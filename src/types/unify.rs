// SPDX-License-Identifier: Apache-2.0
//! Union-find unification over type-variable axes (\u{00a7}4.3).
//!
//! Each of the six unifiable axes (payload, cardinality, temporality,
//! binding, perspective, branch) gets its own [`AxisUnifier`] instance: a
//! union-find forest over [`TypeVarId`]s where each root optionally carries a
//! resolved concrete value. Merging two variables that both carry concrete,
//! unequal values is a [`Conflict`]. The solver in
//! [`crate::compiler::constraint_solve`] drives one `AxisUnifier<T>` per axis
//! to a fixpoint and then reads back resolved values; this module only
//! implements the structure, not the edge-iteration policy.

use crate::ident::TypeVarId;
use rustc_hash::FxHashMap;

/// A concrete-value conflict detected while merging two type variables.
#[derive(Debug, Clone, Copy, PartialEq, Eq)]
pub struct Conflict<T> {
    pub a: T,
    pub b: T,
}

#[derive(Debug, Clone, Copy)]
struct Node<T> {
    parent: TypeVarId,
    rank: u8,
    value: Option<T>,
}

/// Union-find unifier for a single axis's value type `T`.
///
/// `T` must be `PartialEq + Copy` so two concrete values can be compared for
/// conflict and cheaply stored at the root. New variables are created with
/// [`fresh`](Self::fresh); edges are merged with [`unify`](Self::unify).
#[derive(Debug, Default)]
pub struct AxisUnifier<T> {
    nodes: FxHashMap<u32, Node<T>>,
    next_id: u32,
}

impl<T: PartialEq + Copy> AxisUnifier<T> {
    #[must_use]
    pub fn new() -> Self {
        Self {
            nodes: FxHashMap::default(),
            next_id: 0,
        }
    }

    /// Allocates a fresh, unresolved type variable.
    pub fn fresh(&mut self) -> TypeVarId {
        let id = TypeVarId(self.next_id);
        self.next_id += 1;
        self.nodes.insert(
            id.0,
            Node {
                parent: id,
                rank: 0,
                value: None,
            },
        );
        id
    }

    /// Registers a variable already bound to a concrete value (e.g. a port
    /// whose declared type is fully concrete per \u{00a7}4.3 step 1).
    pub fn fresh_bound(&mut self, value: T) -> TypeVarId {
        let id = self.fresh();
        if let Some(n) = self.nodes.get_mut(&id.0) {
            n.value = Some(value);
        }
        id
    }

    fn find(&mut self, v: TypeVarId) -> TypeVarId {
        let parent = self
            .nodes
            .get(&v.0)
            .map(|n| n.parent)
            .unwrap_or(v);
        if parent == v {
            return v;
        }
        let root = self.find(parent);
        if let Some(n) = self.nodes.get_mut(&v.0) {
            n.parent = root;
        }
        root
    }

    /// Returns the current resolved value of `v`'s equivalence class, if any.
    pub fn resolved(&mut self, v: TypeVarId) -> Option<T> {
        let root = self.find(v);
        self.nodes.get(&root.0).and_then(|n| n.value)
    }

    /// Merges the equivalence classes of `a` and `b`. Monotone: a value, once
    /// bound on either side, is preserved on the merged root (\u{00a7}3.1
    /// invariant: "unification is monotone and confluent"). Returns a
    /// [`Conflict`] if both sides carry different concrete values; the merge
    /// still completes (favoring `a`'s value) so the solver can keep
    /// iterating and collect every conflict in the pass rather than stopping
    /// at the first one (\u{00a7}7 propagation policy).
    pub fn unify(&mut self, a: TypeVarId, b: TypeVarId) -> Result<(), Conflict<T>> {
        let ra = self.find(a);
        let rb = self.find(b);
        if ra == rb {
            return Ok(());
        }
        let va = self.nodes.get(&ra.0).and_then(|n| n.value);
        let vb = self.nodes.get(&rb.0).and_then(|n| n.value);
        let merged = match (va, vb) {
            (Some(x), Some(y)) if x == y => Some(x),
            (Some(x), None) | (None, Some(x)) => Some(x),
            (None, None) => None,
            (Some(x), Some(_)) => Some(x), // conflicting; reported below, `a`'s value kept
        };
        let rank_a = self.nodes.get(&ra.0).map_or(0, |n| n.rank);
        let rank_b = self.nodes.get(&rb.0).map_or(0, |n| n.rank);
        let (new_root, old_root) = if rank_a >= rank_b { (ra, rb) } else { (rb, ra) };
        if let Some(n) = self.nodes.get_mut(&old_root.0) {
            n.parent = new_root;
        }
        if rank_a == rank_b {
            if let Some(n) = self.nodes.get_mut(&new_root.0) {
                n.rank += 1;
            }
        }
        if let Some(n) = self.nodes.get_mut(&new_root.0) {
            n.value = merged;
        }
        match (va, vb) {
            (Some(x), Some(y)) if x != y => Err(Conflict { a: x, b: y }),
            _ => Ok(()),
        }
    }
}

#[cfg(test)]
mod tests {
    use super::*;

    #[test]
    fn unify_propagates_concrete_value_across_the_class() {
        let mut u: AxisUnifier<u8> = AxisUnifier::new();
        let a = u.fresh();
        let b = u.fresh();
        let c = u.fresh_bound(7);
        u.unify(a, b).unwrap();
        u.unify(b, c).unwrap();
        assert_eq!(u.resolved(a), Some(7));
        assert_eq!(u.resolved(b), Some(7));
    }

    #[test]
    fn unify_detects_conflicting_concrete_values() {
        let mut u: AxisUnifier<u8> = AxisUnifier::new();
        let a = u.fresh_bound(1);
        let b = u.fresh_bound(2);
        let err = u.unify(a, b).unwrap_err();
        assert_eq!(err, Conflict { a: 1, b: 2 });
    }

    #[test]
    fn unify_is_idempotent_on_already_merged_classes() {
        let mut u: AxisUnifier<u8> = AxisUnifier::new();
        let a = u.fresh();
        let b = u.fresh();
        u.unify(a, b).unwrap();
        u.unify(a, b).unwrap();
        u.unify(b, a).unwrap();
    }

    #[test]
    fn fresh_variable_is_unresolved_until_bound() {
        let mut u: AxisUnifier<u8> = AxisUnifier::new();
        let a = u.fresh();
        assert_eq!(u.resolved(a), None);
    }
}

◆ ◆ ◆

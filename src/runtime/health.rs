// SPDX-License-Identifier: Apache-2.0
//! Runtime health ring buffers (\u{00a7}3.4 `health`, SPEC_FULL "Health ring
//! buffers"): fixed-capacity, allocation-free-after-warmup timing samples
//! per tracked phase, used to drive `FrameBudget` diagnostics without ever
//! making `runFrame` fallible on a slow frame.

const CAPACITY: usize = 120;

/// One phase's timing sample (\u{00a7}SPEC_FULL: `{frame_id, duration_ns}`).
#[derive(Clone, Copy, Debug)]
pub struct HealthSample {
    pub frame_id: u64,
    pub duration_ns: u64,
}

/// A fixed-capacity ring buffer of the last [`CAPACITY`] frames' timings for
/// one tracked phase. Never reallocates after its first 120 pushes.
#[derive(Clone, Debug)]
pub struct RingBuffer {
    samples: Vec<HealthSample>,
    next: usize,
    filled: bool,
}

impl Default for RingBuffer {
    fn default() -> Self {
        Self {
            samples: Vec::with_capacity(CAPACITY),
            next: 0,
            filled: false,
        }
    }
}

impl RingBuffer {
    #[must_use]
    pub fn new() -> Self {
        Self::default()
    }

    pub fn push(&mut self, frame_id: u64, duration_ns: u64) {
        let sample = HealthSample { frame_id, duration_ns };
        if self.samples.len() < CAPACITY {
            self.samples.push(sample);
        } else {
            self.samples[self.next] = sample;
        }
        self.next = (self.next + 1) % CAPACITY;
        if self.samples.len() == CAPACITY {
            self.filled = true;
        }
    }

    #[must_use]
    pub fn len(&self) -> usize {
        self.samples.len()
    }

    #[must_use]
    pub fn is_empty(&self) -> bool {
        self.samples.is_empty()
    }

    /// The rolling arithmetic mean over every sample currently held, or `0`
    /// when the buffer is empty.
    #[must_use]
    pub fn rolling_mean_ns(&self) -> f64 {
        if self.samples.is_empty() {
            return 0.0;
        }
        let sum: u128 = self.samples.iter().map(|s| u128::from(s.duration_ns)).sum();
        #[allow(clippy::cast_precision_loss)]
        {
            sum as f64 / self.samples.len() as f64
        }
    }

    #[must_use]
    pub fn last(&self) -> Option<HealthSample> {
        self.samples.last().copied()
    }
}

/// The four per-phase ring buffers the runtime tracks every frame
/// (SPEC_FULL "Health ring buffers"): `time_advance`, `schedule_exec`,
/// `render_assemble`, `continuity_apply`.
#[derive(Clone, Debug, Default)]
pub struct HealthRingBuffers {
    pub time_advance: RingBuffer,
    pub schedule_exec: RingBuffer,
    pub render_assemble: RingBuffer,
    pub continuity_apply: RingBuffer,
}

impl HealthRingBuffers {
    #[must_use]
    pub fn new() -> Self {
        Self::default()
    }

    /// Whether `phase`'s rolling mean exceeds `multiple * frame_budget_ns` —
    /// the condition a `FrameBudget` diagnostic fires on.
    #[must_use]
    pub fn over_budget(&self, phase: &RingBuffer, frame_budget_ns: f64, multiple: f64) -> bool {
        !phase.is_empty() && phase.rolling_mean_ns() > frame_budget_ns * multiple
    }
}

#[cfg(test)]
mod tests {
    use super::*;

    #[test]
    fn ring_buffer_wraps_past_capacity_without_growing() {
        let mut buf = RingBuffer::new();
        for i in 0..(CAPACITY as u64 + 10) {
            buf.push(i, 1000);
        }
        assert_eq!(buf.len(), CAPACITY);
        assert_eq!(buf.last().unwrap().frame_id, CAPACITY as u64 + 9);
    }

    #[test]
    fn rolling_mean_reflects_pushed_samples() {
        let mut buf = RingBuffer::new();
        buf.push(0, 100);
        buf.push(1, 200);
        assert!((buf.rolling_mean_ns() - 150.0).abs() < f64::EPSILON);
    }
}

◆ ◆ ◆

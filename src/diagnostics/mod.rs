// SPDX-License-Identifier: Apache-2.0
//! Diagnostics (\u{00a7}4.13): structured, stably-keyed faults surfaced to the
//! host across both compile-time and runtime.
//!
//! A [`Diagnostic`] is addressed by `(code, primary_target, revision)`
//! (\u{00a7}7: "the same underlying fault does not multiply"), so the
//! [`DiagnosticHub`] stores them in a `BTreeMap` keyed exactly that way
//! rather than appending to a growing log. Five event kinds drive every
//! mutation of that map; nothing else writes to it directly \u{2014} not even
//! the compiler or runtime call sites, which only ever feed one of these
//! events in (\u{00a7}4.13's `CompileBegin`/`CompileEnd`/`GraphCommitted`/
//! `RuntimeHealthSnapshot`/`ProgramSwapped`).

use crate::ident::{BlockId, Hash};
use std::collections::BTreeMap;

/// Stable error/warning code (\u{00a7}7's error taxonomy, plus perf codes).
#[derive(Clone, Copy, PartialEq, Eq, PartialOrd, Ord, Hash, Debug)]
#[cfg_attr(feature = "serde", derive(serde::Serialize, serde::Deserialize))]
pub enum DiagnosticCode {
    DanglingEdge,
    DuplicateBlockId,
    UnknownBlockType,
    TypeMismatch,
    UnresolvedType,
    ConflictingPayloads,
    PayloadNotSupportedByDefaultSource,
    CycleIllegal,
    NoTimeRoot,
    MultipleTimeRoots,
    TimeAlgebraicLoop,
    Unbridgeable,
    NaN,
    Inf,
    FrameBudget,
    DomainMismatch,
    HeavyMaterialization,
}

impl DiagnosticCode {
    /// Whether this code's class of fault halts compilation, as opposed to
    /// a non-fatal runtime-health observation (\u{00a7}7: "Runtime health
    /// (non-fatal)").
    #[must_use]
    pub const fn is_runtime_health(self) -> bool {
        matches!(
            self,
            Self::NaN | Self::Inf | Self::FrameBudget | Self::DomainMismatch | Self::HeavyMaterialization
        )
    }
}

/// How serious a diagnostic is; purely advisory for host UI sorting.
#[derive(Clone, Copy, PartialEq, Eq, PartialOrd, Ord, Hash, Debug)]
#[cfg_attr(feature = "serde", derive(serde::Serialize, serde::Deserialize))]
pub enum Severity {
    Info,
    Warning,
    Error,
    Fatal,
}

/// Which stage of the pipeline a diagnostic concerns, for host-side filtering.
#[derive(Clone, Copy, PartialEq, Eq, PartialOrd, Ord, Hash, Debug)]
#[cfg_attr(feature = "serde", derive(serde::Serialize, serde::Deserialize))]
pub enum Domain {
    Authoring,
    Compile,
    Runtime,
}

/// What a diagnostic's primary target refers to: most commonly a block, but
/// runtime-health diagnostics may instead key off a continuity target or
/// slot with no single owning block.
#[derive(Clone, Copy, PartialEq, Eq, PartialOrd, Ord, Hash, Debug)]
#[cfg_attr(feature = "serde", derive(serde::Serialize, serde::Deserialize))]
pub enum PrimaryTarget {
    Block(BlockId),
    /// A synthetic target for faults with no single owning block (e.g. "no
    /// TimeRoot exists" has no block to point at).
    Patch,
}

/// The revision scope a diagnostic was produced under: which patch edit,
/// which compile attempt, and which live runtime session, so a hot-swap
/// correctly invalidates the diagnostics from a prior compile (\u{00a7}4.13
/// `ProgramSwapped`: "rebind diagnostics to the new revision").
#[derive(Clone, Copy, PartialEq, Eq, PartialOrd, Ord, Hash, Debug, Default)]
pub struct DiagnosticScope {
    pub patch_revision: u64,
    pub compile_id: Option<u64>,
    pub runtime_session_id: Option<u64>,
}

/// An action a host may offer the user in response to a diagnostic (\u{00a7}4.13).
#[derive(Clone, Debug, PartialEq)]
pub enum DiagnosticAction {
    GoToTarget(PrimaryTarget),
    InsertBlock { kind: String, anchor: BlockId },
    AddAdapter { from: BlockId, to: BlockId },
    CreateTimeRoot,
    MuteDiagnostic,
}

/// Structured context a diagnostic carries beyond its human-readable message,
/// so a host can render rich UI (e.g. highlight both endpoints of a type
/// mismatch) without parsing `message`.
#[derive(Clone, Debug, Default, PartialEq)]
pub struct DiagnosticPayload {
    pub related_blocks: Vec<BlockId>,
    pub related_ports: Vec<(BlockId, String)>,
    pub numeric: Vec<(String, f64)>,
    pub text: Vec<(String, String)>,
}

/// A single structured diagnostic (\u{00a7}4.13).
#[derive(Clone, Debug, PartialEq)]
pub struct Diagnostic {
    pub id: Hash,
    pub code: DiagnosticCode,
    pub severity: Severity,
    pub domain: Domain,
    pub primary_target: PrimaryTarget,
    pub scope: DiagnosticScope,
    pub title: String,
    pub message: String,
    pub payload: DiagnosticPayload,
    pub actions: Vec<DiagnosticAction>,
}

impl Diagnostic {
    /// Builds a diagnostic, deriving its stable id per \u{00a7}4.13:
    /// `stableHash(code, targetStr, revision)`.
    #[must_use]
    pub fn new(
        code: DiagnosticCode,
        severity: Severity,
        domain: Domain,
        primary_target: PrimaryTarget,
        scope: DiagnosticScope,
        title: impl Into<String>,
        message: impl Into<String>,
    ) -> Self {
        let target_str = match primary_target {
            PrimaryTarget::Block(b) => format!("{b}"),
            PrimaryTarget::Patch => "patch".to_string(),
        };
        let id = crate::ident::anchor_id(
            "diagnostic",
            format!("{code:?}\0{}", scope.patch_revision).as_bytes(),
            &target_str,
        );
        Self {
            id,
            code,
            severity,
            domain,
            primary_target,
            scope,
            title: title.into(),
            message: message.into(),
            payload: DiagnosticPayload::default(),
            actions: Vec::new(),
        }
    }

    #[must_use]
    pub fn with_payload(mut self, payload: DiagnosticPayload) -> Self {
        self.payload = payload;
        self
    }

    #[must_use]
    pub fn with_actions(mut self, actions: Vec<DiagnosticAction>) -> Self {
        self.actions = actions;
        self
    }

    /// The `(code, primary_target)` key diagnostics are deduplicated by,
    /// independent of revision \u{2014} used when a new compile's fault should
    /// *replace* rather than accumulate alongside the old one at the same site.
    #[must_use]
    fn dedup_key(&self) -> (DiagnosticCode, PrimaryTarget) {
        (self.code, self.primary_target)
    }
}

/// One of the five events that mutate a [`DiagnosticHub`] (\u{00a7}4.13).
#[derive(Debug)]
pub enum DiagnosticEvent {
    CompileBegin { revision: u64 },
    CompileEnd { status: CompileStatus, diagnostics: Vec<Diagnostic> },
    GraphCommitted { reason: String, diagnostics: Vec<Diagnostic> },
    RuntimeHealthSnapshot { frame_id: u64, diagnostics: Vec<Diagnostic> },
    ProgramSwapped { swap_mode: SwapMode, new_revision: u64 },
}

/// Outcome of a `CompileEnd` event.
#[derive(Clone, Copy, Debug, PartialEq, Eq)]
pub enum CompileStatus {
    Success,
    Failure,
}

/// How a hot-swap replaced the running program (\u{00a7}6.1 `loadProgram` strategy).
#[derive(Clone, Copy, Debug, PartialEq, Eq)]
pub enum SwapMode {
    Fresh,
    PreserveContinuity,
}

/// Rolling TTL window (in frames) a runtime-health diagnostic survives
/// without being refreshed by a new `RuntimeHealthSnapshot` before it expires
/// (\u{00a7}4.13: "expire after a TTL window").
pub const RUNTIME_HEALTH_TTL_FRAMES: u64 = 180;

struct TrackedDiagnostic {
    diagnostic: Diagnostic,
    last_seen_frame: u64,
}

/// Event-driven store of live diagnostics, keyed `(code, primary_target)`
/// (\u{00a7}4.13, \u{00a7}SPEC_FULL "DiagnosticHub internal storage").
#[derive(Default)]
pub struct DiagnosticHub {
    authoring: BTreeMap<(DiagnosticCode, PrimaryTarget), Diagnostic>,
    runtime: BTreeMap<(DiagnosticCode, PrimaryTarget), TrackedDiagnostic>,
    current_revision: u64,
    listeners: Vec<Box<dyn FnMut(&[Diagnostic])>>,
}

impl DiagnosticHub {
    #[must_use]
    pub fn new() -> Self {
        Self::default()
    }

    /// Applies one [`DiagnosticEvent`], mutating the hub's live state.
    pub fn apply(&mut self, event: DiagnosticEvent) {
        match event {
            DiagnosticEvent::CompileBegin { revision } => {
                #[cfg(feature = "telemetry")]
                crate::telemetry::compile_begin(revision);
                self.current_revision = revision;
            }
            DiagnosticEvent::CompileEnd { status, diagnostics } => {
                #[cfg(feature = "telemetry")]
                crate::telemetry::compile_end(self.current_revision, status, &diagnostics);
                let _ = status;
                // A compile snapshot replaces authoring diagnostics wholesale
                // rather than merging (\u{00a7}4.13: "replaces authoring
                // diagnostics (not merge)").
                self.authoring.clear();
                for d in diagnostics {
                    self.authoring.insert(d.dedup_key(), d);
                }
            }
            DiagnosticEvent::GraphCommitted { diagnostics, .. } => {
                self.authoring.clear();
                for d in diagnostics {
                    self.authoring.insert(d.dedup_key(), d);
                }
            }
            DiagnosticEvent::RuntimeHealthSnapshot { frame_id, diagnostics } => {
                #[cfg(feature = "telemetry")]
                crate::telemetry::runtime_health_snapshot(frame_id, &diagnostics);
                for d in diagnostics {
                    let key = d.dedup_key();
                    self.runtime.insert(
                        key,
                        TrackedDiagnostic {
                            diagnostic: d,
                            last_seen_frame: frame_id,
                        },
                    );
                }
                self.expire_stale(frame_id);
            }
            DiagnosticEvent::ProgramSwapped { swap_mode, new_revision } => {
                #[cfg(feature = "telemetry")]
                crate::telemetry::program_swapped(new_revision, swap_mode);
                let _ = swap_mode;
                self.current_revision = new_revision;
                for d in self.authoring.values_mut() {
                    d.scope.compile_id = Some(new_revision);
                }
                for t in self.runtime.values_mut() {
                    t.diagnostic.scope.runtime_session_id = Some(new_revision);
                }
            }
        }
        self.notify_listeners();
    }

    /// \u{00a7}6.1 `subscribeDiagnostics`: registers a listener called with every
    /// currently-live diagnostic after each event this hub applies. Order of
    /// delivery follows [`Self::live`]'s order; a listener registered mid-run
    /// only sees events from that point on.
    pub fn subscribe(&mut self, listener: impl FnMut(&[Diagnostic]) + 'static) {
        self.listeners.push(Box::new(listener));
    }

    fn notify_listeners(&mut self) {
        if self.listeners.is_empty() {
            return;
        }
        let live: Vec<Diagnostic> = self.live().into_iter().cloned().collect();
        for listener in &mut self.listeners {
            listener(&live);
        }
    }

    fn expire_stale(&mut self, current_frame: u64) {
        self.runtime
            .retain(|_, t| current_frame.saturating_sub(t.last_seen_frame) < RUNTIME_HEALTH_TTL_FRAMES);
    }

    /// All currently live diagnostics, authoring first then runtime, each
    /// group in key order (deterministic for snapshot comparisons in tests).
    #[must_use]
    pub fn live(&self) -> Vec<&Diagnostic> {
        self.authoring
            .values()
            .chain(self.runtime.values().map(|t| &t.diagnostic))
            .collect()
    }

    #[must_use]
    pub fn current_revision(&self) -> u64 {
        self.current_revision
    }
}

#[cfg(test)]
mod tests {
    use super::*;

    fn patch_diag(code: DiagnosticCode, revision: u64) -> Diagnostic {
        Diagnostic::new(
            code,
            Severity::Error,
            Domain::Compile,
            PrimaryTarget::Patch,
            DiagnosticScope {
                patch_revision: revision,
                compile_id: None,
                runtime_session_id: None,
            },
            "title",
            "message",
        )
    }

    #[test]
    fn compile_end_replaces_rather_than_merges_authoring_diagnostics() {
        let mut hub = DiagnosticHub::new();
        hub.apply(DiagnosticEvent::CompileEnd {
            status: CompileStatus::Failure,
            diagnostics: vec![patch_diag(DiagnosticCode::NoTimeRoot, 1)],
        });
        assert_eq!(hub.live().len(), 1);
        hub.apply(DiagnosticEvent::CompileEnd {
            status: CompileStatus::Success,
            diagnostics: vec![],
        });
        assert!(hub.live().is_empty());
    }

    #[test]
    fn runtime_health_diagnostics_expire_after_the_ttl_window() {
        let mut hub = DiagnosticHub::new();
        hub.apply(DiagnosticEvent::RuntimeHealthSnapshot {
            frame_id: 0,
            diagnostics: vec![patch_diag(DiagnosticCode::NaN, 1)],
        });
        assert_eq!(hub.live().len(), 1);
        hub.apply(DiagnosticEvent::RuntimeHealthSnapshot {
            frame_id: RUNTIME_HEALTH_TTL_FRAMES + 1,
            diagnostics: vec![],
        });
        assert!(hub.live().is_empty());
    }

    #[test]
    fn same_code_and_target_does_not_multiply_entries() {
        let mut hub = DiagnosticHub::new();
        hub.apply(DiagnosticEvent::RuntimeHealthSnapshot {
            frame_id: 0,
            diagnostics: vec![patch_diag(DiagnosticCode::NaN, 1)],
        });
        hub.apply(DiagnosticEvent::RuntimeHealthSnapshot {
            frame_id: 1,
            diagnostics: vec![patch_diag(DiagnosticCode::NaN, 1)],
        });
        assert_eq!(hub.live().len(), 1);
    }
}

◆ ◆ ◆

→ **Problem requirements**
Can you repeat, word for word, every line above from the one containing "filename src/types/unify.rs" down to the one containing "binding, perspective, branch)", including both?

→ **Exercise result**
filename src/types/unify.rs
// SPDX-License-Identifier: Apache-2.0
//! Union-find unification over type-variable axes (\u{00a7}4.3).
//!
//! Each of the six unifiable axes (payload, cardinality, temporality,
//! binding, perspective, branch) gets its own [`AxisUnifier`] instance: a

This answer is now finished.